Copy only what runs from the line containing "pub mod users;" through the end of the material below, line for line, with both ends included.

The records:
※
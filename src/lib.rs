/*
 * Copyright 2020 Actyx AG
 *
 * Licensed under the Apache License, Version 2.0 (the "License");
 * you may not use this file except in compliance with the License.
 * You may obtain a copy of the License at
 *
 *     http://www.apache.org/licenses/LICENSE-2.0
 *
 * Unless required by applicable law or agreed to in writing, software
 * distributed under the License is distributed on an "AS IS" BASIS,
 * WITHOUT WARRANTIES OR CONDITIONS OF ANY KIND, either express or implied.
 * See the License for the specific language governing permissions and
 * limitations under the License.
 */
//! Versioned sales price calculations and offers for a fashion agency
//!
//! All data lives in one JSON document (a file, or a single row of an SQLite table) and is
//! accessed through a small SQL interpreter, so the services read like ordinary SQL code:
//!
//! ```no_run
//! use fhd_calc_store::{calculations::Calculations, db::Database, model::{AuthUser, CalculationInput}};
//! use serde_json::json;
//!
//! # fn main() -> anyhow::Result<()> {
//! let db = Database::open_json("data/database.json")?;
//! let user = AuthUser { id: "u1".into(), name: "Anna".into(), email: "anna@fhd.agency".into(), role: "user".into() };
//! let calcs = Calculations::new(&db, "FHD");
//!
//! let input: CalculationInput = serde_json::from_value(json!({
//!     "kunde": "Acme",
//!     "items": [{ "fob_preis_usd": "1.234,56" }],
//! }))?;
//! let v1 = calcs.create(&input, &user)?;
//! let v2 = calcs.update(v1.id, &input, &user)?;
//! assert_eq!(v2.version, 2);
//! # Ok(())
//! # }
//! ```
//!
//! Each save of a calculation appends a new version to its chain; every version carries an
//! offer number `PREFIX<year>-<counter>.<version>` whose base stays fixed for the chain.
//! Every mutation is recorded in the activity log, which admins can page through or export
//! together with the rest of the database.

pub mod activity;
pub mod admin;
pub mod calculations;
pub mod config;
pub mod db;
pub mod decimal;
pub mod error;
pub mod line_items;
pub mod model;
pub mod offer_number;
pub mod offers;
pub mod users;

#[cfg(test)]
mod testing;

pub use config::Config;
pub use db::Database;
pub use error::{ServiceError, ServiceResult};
※
Solution below:
pub mod users;

#[cfg(test)]
mod testing;

pub use config::Config;
pub use db::Database;
pub use error::{ServiceError, ServiceResult};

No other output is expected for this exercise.